» **Exercise aim**
Scan the data below. Pull out each line where "used" occurs.

» **Extracted information**
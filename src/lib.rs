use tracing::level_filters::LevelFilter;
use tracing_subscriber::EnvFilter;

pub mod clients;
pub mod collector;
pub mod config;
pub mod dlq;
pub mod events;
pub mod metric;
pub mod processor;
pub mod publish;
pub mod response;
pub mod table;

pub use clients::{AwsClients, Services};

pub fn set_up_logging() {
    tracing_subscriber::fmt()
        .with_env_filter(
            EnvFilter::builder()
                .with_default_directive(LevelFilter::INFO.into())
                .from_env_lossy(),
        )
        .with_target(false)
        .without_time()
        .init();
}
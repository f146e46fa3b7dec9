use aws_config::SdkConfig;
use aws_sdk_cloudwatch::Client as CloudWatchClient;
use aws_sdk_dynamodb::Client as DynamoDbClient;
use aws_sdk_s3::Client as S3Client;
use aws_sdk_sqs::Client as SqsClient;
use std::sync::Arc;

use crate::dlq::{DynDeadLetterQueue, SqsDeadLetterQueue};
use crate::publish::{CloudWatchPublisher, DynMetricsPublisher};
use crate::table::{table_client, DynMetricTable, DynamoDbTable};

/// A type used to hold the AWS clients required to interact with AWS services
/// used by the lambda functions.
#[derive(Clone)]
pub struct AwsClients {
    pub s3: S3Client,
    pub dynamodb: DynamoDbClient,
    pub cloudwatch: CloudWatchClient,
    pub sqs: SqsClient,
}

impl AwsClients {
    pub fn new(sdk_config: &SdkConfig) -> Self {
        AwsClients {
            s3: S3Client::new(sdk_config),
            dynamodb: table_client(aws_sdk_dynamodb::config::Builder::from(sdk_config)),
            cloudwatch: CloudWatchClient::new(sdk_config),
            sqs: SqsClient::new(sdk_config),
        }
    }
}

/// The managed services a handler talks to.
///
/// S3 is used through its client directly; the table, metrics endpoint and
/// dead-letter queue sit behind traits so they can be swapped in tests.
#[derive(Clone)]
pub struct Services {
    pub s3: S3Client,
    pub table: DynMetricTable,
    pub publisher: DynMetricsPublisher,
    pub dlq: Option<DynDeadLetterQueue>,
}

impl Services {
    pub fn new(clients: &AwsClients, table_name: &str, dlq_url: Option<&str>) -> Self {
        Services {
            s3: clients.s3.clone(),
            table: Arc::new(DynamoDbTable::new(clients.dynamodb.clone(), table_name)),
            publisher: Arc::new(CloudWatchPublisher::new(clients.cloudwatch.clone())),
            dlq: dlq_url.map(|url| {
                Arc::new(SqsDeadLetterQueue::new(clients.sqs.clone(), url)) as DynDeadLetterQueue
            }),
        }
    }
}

» **Solution to this problem**
/// A type used to hold the AWS clients required to interact with AWS services
/// used by the lambda functions.
/// S3 is used through its client directly; the table, metrics endpoint and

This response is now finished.